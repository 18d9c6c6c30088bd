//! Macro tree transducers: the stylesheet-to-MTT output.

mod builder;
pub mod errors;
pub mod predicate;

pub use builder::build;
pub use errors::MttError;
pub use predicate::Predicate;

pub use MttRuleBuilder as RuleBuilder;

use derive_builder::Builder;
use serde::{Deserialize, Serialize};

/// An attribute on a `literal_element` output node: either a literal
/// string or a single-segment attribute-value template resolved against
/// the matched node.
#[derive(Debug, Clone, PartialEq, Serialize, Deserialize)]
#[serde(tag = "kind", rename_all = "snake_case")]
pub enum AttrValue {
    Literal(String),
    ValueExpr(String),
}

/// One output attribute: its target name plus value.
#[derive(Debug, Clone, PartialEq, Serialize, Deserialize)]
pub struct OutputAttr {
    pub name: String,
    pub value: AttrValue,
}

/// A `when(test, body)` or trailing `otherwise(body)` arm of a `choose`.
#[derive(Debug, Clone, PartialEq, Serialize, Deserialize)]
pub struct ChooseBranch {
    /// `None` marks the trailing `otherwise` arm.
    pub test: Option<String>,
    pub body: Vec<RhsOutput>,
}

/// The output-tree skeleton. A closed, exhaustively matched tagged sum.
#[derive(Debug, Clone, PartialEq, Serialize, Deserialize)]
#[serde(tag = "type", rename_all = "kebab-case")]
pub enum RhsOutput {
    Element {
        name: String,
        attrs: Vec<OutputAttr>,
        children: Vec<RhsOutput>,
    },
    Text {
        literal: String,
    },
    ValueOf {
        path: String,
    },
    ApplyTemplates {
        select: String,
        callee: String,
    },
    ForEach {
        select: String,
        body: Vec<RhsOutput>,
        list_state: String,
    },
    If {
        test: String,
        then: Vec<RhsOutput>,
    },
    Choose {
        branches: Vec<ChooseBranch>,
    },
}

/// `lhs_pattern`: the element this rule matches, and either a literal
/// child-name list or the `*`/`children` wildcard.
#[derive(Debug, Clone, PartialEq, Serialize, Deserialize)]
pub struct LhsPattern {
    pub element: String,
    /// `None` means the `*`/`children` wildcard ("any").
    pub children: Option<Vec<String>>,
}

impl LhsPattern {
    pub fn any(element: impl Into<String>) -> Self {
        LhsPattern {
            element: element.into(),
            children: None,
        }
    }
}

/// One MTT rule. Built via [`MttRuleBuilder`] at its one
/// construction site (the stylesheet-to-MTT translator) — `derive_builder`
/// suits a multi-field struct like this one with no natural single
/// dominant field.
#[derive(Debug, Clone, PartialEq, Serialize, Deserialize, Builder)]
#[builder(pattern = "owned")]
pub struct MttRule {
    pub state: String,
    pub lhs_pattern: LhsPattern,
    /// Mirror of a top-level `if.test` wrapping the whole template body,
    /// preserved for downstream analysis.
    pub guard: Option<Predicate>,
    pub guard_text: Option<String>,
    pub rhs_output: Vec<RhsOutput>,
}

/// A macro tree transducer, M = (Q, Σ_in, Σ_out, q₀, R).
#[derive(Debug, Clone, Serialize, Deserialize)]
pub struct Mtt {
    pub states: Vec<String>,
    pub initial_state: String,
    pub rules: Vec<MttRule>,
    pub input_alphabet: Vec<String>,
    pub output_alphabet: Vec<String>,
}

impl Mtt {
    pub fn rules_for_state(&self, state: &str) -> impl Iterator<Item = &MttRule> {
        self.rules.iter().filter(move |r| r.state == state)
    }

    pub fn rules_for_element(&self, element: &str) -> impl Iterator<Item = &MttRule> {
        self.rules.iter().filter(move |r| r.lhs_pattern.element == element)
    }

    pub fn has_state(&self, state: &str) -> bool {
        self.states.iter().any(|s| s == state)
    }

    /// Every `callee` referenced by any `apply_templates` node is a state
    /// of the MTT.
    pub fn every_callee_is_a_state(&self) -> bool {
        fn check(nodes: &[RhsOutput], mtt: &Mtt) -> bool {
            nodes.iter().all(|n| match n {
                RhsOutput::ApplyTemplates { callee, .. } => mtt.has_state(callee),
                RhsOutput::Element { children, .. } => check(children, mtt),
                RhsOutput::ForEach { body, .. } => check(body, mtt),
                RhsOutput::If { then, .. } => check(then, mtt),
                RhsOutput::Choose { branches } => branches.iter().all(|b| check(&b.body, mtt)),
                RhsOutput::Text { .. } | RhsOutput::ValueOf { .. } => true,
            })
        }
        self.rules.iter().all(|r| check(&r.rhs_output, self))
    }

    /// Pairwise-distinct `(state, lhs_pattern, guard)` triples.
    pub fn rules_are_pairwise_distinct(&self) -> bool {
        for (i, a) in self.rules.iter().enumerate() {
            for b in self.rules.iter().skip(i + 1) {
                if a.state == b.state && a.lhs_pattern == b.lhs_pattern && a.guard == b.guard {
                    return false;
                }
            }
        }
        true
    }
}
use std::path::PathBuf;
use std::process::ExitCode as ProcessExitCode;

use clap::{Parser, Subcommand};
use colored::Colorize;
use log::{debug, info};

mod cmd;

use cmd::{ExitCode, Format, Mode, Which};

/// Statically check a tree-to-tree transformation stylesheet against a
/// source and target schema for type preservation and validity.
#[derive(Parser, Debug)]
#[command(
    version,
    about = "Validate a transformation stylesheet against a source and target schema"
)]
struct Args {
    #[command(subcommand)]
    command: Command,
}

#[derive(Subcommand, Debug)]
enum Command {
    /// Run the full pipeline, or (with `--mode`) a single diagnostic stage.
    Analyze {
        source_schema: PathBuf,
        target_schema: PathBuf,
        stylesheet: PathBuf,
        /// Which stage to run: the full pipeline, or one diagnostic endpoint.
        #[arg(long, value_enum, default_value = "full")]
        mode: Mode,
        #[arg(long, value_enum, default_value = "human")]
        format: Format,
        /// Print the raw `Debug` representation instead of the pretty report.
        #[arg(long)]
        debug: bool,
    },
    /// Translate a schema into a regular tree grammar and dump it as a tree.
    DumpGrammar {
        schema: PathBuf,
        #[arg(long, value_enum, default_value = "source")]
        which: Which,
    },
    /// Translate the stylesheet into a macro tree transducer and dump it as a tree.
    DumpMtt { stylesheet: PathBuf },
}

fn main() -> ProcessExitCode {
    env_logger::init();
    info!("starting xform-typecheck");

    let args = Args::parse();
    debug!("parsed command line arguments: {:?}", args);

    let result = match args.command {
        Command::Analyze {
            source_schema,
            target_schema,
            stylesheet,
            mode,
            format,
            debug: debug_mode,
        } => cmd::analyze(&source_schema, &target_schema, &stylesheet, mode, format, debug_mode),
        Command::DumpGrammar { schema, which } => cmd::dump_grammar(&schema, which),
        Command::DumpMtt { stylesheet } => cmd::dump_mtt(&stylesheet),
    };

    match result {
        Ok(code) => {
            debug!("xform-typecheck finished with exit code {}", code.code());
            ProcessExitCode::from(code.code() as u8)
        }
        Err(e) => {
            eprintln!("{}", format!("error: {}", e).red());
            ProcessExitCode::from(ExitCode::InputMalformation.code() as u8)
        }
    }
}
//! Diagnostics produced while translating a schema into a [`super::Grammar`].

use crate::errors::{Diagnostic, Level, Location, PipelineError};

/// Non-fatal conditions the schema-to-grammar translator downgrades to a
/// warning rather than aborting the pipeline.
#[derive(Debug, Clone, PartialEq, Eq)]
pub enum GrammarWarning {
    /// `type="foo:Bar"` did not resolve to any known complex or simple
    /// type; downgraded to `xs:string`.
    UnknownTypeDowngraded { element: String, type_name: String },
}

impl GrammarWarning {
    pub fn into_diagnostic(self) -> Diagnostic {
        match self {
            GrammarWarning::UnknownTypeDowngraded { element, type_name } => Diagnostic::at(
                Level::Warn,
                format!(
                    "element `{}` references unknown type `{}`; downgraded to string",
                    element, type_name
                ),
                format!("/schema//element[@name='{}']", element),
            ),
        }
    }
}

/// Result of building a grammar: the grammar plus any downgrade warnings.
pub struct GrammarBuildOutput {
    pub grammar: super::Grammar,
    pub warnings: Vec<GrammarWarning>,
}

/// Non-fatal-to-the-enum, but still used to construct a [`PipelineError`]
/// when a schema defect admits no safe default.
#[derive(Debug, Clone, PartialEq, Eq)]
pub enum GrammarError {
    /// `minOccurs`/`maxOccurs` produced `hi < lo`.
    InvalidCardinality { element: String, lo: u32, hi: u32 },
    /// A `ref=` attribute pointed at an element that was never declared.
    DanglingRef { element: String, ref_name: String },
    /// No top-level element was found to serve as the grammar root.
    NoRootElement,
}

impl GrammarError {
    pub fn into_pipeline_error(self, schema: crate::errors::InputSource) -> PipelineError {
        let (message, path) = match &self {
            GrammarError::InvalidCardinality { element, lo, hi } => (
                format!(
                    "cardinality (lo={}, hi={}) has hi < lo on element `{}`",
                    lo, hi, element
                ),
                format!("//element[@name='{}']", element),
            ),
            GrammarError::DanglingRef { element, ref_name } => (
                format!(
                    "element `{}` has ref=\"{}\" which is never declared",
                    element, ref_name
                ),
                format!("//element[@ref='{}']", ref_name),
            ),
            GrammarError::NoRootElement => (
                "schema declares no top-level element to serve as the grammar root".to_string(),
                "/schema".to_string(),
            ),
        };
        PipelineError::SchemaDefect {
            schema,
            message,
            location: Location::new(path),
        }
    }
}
########################################
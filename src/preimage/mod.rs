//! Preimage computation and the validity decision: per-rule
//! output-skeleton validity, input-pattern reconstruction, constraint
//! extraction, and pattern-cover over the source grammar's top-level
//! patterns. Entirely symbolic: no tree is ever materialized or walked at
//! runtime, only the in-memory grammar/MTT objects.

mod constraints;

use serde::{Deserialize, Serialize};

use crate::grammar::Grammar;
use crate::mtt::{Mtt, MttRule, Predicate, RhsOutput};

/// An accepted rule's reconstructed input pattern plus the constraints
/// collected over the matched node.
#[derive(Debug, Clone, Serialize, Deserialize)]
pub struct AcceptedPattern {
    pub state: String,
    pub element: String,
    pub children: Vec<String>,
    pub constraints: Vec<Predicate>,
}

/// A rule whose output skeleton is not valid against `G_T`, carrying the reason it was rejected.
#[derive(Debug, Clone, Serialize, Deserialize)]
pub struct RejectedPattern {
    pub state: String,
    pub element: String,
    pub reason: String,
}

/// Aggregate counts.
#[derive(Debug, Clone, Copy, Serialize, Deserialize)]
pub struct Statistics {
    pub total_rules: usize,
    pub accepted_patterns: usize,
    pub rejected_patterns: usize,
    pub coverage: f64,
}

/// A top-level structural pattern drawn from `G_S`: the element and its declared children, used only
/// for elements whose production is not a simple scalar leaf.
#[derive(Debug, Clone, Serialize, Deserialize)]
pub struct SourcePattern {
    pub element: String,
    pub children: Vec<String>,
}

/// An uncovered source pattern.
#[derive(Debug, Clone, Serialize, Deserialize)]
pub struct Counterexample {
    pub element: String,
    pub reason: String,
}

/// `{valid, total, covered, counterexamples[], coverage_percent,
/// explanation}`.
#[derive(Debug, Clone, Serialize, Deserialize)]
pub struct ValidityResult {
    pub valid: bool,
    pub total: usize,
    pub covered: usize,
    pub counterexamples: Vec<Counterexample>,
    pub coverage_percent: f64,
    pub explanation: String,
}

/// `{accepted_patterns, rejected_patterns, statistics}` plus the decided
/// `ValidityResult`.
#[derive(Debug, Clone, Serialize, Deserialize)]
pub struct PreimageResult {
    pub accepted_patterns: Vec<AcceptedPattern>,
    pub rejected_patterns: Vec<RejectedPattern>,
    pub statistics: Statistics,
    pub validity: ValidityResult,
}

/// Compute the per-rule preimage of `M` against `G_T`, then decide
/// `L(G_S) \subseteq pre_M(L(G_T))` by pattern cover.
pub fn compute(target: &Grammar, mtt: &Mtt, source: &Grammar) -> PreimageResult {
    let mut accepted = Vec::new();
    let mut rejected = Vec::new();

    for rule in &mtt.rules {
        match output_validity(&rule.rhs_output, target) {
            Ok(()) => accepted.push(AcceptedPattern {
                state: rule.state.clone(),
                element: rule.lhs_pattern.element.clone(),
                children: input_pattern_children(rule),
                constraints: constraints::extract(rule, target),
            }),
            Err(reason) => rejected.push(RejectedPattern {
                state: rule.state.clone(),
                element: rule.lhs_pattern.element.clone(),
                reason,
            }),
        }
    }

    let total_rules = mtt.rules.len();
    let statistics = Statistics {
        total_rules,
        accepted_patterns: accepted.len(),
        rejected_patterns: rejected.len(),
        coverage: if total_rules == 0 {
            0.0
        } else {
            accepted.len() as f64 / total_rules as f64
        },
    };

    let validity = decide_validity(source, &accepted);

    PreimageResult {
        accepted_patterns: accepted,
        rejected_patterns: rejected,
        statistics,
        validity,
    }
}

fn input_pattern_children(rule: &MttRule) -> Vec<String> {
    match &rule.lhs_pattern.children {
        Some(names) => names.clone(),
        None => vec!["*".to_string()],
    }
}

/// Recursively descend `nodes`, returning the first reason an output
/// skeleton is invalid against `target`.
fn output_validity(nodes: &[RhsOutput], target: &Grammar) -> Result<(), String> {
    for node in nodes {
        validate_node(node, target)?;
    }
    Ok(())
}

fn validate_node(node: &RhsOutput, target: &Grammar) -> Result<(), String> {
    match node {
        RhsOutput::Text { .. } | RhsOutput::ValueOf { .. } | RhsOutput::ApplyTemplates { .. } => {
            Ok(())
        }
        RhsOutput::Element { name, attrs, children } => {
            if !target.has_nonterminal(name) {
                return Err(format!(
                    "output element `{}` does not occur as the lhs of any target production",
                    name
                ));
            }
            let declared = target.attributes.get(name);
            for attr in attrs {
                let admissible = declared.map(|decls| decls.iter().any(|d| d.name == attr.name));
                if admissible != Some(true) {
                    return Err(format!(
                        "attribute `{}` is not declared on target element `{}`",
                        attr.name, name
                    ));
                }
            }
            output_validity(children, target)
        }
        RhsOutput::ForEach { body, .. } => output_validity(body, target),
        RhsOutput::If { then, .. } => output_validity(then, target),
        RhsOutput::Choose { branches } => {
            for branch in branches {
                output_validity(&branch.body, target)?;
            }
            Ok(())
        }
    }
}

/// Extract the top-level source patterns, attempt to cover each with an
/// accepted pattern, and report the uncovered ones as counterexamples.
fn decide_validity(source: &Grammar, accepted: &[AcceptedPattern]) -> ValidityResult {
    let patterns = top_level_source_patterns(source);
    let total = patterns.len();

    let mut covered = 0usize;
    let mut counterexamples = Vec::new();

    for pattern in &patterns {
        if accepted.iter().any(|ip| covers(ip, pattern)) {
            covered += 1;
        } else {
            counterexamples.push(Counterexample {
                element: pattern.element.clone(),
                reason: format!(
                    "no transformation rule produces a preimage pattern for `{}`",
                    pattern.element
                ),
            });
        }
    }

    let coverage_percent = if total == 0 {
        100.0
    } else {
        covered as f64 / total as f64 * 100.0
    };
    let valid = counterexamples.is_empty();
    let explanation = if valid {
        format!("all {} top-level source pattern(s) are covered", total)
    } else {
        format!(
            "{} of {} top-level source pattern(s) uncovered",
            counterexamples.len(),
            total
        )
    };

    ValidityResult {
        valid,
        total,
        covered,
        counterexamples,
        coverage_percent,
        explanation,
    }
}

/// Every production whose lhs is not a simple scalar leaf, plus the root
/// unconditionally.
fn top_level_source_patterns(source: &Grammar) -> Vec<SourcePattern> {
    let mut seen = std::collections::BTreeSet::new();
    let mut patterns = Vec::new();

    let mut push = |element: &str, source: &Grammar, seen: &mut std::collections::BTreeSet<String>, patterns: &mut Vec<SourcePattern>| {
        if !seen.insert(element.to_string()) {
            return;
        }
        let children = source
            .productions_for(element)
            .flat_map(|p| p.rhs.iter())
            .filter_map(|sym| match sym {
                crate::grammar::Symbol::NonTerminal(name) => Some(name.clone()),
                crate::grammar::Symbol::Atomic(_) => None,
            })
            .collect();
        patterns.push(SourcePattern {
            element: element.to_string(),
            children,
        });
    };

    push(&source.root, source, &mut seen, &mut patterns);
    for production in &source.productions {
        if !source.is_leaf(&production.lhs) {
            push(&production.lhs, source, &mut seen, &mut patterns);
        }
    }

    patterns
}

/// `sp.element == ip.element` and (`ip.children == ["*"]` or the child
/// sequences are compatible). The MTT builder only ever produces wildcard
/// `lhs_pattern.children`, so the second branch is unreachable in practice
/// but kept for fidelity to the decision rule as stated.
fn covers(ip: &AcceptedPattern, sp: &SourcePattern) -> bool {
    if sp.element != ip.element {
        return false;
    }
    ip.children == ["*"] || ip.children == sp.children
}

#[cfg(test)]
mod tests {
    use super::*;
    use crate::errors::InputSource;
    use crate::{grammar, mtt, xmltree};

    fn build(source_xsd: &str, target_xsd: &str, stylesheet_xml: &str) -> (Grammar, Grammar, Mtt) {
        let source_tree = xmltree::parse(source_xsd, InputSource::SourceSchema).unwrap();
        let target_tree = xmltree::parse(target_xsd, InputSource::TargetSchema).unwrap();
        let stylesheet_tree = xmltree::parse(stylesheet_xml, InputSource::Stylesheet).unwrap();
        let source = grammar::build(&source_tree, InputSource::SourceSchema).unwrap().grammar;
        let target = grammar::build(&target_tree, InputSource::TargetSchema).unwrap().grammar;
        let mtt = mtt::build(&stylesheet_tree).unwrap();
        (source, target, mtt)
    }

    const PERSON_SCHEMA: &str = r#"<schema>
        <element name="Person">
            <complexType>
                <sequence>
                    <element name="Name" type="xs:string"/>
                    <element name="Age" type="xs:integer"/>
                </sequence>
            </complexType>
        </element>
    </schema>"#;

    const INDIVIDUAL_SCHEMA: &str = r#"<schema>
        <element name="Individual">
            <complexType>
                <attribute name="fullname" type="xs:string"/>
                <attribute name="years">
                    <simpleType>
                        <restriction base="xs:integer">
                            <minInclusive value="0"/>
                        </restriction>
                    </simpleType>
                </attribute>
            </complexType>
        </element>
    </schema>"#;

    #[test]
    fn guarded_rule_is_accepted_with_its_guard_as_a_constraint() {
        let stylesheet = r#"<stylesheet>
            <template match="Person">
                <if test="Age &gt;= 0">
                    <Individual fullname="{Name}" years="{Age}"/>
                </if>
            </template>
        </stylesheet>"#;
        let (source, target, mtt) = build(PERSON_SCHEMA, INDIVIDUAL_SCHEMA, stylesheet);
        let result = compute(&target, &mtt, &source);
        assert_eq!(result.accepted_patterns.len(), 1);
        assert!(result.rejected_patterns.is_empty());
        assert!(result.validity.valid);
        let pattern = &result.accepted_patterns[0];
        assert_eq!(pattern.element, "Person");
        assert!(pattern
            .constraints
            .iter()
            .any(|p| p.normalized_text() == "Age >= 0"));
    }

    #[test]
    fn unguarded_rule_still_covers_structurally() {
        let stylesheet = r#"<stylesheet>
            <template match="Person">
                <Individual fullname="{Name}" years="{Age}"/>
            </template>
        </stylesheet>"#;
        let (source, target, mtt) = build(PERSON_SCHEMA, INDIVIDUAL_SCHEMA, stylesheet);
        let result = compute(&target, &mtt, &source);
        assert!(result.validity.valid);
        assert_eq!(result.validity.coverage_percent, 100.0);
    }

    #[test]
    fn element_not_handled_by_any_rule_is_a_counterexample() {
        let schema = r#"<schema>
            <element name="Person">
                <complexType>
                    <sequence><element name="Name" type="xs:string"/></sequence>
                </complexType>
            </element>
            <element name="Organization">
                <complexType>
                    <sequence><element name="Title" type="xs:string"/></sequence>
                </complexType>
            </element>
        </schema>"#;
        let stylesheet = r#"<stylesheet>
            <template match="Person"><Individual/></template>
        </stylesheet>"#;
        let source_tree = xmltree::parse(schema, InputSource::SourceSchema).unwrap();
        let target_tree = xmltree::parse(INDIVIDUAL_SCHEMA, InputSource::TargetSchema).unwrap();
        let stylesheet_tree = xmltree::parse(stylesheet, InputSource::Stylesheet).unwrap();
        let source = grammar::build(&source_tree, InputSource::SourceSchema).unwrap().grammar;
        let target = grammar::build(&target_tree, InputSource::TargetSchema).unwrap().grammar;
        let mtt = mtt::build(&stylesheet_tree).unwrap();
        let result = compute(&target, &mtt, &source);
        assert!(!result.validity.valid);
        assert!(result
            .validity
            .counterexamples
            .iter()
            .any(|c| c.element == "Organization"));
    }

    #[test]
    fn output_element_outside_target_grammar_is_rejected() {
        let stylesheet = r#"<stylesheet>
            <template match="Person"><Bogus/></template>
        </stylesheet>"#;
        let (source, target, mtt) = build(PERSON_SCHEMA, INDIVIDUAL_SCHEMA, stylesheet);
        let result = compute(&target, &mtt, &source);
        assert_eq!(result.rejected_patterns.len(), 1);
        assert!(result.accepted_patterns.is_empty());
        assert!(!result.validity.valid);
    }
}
########################################
* **WORK TASK**
Among the lines above, show every one that contains the string "branches".

* **EXERCISE ANSWER**
        branches: Vec<ChooseBranch>,
                RhsOutput::Choose { branches } => branches.iter().all(|b| check(&b.body, mtt)),
        RhsOutput::Choose { branches } => {
            for branch in branches {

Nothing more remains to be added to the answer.